RECORDS PROVIDED below:

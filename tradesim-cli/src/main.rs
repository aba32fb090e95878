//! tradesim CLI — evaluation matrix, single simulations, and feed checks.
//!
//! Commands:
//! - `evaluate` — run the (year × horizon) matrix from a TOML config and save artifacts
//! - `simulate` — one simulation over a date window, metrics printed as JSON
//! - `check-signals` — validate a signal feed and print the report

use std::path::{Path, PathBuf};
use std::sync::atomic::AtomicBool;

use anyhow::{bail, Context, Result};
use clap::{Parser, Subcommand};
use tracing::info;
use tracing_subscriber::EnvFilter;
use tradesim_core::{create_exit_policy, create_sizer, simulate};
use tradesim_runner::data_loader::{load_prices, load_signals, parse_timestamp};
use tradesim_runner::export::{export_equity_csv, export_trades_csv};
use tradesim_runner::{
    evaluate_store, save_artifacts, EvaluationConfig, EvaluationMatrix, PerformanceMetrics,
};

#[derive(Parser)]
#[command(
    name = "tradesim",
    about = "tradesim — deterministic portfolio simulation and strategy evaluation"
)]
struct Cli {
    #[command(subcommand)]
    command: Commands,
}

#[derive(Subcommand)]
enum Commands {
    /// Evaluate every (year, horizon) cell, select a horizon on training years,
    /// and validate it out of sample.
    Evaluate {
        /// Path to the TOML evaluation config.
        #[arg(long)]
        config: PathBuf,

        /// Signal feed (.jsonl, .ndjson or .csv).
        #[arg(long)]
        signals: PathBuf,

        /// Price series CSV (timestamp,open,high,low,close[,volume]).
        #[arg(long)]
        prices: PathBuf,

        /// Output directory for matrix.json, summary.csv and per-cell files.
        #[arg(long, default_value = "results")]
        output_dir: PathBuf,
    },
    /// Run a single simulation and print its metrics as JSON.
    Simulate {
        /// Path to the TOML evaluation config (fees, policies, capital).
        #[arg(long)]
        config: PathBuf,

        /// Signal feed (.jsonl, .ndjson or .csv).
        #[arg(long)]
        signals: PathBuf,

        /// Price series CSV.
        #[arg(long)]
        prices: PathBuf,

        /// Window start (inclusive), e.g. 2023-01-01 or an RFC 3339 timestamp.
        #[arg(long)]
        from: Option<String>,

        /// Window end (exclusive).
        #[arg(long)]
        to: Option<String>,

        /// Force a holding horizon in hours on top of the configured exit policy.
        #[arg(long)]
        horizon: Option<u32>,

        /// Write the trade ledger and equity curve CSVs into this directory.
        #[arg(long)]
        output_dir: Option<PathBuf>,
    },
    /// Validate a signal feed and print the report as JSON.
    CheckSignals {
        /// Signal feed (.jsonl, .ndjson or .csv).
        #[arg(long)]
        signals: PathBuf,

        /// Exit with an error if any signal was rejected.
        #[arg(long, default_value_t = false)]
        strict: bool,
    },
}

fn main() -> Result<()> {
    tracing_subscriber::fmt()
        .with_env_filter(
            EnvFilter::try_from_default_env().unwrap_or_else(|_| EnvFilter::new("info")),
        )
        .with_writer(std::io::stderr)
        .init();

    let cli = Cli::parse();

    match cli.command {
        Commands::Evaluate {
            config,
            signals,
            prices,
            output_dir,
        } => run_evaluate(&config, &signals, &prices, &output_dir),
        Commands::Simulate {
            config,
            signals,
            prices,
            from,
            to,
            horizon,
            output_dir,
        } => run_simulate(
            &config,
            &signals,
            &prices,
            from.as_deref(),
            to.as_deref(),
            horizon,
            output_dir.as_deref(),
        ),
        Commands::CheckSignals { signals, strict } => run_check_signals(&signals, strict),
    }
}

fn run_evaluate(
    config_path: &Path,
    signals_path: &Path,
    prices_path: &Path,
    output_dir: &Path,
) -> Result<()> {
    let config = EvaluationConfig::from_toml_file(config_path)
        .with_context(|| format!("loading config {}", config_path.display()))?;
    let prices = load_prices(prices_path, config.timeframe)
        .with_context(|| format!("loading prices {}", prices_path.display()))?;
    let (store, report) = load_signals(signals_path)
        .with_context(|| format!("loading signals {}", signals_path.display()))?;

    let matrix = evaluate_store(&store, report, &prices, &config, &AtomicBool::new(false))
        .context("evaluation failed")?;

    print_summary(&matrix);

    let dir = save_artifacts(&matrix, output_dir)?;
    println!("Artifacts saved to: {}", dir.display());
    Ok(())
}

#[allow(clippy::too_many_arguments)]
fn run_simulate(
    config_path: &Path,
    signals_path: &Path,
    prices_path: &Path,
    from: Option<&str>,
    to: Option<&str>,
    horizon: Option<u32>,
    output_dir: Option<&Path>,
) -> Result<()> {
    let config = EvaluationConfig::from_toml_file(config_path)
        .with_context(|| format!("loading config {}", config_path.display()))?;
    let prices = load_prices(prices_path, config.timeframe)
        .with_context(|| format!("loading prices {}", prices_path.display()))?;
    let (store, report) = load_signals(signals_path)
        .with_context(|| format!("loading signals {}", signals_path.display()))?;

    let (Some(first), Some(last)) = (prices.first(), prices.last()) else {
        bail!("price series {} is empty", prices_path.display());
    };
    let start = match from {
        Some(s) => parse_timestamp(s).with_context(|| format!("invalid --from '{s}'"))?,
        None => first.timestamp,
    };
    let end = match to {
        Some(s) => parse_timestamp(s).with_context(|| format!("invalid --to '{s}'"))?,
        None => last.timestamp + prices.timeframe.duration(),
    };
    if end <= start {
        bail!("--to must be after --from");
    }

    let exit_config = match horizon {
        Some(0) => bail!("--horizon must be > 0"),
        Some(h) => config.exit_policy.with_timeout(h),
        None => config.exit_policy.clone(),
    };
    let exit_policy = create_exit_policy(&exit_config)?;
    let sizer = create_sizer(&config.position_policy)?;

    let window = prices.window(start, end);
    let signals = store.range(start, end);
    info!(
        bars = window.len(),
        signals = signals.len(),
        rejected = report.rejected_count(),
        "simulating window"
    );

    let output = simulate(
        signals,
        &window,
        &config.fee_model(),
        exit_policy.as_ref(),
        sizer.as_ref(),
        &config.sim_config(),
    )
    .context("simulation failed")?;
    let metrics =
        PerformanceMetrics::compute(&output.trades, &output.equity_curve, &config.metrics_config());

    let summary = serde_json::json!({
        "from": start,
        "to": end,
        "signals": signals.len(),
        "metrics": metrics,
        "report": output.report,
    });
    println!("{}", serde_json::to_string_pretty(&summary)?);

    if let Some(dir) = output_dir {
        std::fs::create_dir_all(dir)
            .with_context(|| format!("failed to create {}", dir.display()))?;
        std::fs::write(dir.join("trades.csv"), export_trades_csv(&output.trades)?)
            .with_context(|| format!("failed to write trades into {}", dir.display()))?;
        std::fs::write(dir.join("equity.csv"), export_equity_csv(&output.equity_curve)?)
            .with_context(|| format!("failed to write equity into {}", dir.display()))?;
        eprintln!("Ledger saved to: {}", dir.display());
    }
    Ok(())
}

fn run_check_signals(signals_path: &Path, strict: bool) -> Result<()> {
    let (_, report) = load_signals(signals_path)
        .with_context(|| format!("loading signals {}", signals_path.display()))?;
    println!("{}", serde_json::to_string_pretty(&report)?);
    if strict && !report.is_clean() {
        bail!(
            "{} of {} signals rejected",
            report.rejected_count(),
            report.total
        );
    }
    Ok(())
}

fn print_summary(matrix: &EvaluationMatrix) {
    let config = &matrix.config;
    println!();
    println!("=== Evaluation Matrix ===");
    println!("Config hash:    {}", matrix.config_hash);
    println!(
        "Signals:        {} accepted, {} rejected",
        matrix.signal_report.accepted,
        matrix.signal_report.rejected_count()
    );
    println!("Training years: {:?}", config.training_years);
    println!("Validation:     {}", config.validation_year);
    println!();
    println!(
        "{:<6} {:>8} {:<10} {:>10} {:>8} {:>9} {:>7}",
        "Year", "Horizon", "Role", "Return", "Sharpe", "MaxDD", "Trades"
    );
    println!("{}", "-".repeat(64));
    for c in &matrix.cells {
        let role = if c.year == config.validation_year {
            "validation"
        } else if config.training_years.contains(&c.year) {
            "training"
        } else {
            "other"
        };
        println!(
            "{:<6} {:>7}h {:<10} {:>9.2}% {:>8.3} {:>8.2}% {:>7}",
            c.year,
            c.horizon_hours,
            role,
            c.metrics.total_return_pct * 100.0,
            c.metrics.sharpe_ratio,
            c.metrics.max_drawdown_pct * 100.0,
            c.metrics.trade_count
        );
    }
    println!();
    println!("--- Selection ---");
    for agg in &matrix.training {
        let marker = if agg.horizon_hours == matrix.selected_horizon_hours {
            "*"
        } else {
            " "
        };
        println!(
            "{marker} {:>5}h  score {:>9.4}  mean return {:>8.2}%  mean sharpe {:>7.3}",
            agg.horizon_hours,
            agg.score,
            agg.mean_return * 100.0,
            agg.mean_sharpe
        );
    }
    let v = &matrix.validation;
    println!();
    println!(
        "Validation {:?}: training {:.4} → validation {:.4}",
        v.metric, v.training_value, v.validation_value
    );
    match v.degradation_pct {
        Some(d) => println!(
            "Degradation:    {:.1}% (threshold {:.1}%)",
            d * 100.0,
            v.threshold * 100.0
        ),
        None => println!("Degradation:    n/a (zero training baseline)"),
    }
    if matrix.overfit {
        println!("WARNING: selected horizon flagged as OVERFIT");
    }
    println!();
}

End of RECORDS PROVIDED.
RECORDS PROVIDED below:

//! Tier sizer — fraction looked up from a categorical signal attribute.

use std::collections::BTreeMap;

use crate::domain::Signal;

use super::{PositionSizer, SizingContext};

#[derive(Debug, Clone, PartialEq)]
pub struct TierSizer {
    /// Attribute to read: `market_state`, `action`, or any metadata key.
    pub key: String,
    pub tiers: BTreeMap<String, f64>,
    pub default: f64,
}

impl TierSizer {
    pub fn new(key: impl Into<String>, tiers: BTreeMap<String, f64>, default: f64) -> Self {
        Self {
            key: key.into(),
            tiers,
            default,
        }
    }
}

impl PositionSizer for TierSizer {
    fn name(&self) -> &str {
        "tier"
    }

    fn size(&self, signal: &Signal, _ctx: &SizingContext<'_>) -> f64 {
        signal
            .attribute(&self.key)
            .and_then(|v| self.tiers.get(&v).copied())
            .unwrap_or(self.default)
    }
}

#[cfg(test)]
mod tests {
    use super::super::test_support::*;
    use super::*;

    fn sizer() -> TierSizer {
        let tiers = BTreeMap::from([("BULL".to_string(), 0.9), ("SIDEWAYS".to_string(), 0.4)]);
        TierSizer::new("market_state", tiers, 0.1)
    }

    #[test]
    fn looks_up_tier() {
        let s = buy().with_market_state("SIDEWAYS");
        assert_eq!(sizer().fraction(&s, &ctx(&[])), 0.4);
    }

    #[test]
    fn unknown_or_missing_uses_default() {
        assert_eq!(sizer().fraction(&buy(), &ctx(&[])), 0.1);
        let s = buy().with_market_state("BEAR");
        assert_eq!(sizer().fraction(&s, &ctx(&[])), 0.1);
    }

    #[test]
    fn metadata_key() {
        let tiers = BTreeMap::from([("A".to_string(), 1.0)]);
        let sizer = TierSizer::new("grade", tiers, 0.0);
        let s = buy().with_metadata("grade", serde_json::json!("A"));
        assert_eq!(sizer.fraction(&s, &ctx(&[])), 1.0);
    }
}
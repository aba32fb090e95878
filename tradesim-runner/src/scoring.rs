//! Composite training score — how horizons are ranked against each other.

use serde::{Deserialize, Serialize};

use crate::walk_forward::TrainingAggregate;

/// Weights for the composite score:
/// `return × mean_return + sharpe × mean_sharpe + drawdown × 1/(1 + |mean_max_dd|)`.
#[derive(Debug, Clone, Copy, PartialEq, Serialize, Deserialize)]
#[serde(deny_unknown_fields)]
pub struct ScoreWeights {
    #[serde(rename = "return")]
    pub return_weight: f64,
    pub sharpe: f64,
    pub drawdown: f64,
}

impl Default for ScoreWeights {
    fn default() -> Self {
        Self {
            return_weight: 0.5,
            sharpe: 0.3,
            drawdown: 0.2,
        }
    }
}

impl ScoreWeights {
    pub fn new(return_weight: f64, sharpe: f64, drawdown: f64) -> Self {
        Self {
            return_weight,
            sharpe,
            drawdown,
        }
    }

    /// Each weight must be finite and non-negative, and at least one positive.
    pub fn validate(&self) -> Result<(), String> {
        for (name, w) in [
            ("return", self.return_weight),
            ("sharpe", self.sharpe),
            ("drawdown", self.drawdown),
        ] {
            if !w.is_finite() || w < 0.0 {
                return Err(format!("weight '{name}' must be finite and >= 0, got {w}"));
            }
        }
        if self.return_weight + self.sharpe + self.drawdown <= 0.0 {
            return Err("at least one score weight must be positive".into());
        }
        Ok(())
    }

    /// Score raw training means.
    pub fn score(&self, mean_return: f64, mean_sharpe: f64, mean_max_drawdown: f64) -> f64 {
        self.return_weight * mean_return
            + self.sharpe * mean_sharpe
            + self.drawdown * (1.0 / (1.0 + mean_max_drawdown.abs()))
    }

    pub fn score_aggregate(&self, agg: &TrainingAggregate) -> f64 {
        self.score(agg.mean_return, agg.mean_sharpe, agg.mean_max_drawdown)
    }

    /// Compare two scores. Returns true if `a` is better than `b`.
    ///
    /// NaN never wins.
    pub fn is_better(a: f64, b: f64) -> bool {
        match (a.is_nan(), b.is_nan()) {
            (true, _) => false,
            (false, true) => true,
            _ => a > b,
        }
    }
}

End of RECORDS PROVIDED.
RECORDS PROVIDED below:

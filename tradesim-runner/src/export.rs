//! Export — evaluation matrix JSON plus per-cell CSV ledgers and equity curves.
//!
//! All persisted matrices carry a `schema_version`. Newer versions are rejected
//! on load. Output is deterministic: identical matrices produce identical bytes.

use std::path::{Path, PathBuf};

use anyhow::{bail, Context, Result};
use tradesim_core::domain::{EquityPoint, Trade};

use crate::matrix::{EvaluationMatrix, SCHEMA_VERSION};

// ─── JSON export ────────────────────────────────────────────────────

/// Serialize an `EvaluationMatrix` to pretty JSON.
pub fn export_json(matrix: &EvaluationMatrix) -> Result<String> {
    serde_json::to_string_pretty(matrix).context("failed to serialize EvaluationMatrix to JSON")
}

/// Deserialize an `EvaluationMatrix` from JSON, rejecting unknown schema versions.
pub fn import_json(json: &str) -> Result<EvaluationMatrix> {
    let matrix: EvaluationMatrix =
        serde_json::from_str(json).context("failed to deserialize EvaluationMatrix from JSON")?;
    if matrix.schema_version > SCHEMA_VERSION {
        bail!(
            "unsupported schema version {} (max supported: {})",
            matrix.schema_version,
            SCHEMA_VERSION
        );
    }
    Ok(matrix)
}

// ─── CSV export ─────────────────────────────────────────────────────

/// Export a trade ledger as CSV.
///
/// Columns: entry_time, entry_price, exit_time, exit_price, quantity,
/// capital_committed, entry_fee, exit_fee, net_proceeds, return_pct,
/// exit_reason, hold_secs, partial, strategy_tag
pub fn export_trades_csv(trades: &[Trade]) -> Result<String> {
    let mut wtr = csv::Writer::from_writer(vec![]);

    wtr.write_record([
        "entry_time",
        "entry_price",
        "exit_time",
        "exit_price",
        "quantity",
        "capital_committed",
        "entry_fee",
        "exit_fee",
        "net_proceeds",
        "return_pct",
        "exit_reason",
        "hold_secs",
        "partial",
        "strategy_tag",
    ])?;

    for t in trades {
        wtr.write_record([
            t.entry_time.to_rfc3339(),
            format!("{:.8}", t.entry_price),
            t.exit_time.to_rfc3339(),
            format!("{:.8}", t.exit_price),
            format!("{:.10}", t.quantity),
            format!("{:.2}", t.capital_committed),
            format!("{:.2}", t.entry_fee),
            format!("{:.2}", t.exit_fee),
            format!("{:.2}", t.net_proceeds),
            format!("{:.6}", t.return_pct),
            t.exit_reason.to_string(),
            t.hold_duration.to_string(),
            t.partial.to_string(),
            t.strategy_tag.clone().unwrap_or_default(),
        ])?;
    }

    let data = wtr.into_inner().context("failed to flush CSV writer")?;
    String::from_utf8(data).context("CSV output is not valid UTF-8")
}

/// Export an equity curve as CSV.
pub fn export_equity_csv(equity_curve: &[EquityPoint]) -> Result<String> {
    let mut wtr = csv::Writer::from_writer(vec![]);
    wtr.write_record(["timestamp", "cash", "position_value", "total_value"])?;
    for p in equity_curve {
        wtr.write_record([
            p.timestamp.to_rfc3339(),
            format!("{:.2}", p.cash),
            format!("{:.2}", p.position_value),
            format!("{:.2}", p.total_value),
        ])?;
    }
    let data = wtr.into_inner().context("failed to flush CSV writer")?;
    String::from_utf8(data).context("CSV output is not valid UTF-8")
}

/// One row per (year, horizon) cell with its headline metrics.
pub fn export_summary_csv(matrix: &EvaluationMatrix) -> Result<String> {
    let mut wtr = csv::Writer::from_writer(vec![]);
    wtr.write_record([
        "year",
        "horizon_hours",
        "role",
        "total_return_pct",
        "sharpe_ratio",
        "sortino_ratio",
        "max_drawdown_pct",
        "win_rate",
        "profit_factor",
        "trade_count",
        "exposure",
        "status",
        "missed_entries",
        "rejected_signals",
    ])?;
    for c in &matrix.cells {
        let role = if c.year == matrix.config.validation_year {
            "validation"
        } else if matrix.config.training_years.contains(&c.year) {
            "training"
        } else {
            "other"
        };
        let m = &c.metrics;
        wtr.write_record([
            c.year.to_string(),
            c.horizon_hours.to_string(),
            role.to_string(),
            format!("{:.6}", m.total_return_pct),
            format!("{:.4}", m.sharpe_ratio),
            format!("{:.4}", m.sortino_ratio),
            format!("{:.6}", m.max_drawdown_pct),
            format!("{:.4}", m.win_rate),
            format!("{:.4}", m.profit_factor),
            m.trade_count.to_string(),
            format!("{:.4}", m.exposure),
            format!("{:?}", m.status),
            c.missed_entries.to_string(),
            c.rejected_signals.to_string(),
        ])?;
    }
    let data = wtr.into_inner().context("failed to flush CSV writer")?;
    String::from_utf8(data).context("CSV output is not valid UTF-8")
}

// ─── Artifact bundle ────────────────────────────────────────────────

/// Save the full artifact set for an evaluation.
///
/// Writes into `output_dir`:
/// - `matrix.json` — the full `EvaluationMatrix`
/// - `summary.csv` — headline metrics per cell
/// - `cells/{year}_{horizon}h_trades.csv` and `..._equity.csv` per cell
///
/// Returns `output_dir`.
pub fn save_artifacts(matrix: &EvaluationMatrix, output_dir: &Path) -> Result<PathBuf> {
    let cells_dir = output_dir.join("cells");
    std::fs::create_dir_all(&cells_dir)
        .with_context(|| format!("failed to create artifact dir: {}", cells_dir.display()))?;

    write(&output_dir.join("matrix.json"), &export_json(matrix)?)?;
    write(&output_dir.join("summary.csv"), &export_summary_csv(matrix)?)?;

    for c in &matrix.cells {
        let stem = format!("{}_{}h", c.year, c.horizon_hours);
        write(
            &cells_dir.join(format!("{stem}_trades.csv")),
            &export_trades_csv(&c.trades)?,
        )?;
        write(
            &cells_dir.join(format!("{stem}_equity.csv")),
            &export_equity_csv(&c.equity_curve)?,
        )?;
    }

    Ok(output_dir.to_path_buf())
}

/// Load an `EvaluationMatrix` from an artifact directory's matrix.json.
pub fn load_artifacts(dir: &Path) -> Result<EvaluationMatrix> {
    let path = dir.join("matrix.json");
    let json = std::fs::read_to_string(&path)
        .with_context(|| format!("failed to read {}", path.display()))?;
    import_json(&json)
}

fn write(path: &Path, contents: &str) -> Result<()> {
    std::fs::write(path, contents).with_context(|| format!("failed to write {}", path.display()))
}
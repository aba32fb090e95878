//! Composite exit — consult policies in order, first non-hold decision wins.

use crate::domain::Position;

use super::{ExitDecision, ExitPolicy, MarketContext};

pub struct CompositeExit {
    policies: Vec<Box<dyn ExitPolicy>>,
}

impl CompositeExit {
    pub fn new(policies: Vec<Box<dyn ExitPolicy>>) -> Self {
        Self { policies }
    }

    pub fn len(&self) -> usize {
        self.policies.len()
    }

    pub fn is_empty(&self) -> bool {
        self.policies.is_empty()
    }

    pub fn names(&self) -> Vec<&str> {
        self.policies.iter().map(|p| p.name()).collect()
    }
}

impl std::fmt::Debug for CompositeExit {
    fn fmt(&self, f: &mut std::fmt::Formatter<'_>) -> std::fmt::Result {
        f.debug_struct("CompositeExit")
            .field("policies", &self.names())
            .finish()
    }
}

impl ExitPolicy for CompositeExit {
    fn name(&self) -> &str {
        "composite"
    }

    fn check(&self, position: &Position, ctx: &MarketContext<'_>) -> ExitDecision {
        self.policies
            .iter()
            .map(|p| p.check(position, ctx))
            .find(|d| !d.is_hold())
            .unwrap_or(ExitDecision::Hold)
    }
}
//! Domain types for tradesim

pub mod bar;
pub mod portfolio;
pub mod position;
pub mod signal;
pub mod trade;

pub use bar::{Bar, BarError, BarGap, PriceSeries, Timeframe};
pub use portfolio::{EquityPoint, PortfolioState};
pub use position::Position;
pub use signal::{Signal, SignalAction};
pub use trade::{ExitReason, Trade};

End of RECORDS PROVIDED.

[TASK BRIEF] Restate word for word only the lines above from the line containing "filename tradesim-cli/src/main.rs" to the line containing "and save artifacts", both of them included.

[ANSWER]
filename tradesim-cli/src/main.rs
repository aba32fb090e95878
//! tradesim CLI — evaluation matrix, single simulations, and feed checks.
//!
//! Commands:
//! - `evaluate` — run the (year × horizon) matrix from a TOML config and save artifacts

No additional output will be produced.